Here is the task for the records below: repeat exactly the lines from the one with "frame.data.write_u16::<BigEndian>(word_address).unwrap();" to the one with "pub fn build(&self)", both included, and nothing else.
* * * * * * * * *
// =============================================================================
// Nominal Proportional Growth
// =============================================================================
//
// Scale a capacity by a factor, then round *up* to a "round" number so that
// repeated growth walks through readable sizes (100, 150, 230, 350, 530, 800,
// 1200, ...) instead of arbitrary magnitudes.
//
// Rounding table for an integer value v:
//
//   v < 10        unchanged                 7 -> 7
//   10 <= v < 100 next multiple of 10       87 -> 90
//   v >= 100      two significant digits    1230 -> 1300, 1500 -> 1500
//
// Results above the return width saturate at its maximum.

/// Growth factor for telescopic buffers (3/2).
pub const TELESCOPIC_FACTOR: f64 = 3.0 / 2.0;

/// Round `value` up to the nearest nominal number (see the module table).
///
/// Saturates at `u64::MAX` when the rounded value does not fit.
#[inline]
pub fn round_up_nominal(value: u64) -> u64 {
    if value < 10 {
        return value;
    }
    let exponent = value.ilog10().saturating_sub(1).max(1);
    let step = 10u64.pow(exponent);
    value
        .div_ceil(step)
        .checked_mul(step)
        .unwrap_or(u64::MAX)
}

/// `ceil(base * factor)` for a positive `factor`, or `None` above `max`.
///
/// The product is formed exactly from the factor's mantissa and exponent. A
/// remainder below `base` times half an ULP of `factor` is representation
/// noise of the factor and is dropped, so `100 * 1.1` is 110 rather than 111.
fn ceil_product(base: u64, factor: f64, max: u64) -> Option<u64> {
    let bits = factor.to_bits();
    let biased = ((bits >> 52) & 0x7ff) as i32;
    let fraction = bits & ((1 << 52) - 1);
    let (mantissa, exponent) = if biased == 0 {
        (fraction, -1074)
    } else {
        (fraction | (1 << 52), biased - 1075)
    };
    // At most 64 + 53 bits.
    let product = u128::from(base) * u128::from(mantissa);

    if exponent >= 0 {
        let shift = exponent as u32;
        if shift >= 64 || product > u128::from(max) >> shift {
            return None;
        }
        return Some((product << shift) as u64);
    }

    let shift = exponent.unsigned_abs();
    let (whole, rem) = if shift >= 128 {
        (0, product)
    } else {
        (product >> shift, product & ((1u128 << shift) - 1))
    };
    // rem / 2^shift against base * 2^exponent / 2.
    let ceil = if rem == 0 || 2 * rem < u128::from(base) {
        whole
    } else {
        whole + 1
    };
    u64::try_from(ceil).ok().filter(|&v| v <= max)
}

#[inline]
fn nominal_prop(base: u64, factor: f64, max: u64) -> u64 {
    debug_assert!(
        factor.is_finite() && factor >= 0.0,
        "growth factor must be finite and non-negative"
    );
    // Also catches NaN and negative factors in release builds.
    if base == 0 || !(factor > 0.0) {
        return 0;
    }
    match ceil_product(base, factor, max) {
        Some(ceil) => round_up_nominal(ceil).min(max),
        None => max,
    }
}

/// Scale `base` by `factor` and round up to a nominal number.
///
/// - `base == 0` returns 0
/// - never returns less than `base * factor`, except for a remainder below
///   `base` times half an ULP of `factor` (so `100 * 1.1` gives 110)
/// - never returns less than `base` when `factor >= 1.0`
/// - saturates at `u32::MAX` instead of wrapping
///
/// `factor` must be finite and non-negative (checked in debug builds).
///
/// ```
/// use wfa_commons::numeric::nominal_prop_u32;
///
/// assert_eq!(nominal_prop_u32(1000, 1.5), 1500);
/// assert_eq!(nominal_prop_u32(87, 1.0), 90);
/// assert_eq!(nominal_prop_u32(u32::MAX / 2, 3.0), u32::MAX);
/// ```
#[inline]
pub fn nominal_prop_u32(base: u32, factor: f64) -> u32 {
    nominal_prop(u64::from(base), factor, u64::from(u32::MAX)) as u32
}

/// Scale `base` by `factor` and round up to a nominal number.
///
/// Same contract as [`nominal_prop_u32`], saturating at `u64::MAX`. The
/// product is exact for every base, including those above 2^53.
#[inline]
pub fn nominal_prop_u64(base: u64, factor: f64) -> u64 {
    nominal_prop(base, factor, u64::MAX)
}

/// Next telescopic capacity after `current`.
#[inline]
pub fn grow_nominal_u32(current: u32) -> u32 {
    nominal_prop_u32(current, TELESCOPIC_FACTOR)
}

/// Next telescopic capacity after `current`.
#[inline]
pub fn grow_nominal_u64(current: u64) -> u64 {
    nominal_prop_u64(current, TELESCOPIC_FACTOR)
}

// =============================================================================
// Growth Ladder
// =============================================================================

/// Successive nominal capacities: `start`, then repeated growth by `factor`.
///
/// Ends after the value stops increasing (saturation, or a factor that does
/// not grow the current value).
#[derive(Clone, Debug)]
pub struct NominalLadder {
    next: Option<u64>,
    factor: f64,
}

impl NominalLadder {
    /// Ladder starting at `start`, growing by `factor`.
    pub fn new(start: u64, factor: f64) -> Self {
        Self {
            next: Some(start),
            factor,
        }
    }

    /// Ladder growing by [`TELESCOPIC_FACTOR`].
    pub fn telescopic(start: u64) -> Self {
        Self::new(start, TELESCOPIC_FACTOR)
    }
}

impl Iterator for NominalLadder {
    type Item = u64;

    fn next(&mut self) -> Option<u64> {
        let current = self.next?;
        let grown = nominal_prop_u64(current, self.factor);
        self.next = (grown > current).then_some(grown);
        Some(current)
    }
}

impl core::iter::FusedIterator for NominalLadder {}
* * * * * * * * *
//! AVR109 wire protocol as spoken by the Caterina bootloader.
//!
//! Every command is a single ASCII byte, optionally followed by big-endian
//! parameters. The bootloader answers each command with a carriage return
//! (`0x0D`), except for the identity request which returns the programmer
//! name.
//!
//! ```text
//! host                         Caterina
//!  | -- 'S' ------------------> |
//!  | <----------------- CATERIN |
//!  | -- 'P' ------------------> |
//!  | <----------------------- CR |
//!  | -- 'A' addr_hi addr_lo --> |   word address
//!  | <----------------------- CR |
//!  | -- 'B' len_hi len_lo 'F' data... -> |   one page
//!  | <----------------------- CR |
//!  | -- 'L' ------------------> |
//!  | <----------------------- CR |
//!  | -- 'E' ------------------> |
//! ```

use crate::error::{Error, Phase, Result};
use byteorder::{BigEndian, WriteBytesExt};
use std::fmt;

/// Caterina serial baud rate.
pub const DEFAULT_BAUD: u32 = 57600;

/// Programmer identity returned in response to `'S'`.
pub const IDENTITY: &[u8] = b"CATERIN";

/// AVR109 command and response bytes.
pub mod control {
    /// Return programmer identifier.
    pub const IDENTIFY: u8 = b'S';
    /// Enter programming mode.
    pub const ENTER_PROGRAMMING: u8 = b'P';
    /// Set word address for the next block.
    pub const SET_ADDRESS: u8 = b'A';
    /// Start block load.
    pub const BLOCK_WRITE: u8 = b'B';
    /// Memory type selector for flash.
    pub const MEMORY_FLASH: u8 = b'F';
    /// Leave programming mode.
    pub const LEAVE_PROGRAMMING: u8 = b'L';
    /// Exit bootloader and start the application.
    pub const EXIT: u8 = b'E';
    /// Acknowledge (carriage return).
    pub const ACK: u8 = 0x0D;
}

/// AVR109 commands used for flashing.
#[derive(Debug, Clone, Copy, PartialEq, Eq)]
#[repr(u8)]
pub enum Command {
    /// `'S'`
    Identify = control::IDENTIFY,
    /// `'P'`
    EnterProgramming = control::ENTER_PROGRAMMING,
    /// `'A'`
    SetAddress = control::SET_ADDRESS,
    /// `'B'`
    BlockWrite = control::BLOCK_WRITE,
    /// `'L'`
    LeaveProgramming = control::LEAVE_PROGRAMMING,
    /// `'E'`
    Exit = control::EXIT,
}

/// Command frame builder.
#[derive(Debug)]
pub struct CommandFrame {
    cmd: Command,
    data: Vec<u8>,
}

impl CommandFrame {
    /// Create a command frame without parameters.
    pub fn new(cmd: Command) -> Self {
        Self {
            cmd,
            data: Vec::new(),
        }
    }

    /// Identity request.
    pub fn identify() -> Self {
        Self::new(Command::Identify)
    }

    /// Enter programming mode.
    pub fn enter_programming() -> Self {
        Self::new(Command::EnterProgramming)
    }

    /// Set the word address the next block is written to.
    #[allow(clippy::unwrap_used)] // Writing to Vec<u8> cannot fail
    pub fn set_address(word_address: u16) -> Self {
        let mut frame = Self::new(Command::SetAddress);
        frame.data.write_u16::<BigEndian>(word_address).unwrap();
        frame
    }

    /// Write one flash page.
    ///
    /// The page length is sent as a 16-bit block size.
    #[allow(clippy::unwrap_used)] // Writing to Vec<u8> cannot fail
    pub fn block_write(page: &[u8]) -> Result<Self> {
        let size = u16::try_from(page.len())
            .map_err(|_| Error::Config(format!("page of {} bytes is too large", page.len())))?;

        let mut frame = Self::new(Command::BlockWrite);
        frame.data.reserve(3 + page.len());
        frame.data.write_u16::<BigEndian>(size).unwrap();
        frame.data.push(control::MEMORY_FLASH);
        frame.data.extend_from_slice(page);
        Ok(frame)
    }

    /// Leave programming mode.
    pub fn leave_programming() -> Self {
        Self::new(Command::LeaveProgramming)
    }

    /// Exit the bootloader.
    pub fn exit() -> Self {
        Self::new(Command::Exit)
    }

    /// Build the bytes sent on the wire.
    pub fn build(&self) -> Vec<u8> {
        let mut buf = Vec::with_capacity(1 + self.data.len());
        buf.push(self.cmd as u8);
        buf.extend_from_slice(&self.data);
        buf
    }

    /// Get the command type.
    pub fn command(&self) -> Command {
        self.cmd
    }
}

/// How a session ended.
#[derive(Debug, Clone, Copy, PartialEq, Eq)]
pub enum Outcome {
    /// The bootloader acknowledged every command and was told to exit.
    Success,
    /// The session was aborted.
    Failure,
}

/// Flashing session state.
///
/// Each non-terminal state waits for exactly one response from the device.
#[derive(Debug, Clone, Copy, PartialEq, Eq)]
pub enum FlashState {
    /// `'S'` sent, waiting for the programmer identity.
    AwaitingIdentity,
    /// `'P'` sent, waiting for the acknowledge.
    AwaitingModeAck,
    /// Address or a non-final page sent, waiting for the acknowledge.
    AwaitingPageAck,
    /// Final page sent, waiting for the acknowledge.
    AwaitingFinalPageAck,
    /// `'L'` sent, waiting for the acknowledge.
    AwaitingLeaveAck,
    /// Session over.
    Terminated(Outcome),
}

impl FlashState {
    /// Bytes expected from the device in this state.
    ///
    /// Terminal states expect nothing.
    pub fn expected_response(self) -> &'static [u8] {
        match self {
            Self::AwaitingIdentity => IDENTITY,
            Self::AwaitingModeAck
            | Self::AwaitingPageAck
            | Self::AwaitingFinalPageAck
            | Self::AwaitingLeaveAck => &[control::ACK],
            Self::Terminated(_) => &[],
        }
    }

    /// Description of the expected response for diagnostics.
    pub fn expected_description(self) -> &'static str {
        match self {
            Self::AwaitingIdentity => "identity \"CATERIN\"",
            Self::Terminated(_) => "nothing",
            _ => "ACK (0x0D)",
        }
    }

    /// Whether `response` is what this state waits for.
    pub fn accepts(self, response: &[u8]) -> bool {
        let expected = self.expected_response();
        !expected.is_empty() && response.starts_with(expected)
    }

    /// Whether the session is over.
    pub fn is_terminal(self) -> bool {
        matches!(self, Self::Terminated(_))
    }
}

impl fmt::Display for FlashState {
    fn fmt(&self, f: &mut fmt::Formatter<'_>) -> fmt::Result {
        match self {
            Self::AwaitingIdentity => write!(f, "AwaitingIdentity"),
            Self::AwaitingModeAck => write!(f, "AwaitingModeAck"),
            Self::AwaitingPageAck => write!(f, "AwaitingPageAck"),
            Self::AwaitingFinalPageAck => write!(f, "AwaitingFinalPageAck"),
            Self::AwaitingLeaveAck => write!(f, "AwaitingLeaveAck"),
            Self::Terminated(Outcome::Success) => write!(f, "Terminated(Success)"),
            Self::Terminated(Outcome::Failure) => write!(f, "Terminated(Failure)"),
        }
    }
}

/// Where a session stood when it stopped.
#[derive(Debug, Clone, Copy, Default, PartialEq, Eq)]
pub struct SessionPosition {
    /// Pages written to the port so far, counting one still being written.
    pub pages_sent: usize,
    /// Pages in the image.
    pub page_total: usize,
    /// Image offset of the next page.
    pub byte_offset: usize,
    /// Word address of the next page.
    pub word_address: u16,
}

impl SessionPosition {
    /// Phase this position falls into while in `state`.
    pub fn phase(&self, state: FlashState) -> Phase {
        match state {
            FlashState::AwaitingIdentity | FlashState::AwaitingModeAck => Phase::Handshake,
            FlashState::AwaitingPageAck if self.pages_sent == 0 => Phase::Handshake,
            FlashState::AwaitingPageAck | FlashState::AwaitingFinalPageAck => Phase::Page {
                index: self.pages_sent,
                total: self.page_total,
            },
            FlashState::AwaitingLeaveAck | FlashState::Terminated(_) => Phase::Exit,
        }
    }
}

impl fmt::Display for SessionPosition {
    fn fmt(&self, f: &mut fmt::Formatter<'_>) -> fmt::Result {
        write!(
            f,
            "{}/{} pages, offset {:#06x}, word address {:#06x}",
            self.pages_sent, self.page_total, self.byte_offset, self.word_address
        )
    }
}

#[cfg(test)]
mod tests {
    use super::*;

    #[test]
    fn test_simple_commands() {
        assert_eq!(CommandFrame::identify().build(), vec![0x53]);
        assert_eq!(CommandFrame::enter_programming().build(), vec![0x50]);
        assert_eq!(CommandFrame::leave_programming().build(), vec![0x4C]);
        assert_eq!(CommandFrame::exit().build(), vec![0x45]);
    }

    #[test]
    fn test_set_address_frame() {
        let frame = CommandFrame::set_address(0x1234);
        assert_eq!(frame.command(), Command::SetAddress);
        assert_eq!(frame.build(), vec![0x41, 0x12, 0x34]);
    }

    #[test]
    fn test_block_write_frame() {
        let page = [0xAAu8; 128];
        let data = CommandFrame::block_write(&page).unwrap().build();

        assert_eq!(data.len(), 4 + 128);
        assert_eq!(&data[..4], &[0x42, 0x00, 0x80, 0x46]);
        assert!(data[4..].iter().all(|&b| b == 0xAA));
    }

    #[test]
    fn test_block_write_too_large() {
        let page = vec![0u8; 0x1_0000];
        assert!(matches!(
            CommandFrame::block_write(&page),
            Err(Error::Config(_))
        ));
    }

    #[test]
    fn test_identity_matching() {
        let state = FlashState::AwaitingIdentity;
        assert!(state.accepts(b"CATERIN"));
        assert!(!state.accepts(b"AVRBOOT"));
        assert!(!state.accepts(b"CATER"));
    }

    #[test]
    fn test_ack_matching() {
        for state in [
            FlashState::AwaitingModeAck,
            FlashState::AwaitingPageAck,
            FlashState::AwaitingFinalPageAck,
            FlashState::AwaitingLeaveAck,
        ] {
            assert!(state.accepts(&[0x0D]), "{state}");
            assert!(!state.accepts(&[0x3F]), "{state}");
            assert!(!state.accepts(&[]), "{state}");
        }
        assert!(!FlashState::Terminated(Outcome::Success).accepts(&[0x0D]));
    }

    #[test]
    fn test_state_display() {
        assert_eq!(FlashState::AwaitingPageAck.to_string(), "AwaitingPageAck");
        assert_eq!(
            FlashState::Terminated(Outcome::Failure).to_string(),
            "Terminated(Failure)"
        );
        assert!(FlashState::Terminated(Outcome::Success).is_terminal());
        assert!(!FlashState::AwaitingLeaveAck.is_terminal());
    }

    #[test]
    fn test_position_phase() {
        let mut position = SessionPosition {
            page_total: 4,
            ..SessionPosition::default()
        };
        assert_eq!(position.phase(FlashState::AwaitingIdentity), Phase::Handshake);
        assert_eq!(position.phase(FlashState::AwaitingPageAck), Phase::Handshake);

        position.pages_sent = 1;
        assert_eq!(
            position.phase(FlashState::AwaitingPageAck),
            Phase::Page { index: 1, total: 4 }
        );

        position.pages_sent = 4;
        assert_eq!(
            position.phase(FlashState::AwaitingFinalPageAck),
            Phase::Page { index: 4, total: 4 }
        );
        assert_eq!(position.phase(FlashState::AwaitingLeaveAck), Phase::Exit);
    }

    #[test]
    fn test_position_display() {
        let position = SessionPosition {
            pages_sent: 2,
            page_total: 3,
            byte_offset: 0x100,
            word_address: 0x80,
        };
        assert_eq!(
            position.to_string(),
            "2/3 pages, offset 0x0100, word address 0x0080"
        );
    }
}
* * * * * * * * *
- Answer box -
        frame.data.write_u16::<BigEndian>(word_address).unwrap();
        frame
    }

    /// Write one flash page.
    ///
    /// The page length is sent as a 16-bit block size.
    #[allow(clippy::unwrap_used)] // Writing to Vec<u8> cannot fail
    pub fn block_write(page: &[u8]) -> Result<Self> {
        let size = u16::try_from(page.len())
            .map_err(|_| Error::Config(format!("page of {} bytes is too large", page.len())))?;

        let mut frame = Self::new(Command::BlockWrite);
        frame.data.reserve(3 + page.len());
        frame.data.write_u16::<BigEndian>(size).unwrap();
        frame.data.push(control::MEMORY_FLASH);
        frame.data.extend_from_slice(page);
        Ok(frame)
    }

    /// Leave programming mode.
    pub fn leave_programming() -> Self {
        Self::new(Command::LeaveProgramming)
    }

    /// Exit the bootloader.
    pub fn exit() -> Self {
        Self::new(Command::Exit)
    }

    /// Build the bytes sent on the wire.
    pub fn build(&self) -> Vec<u8> {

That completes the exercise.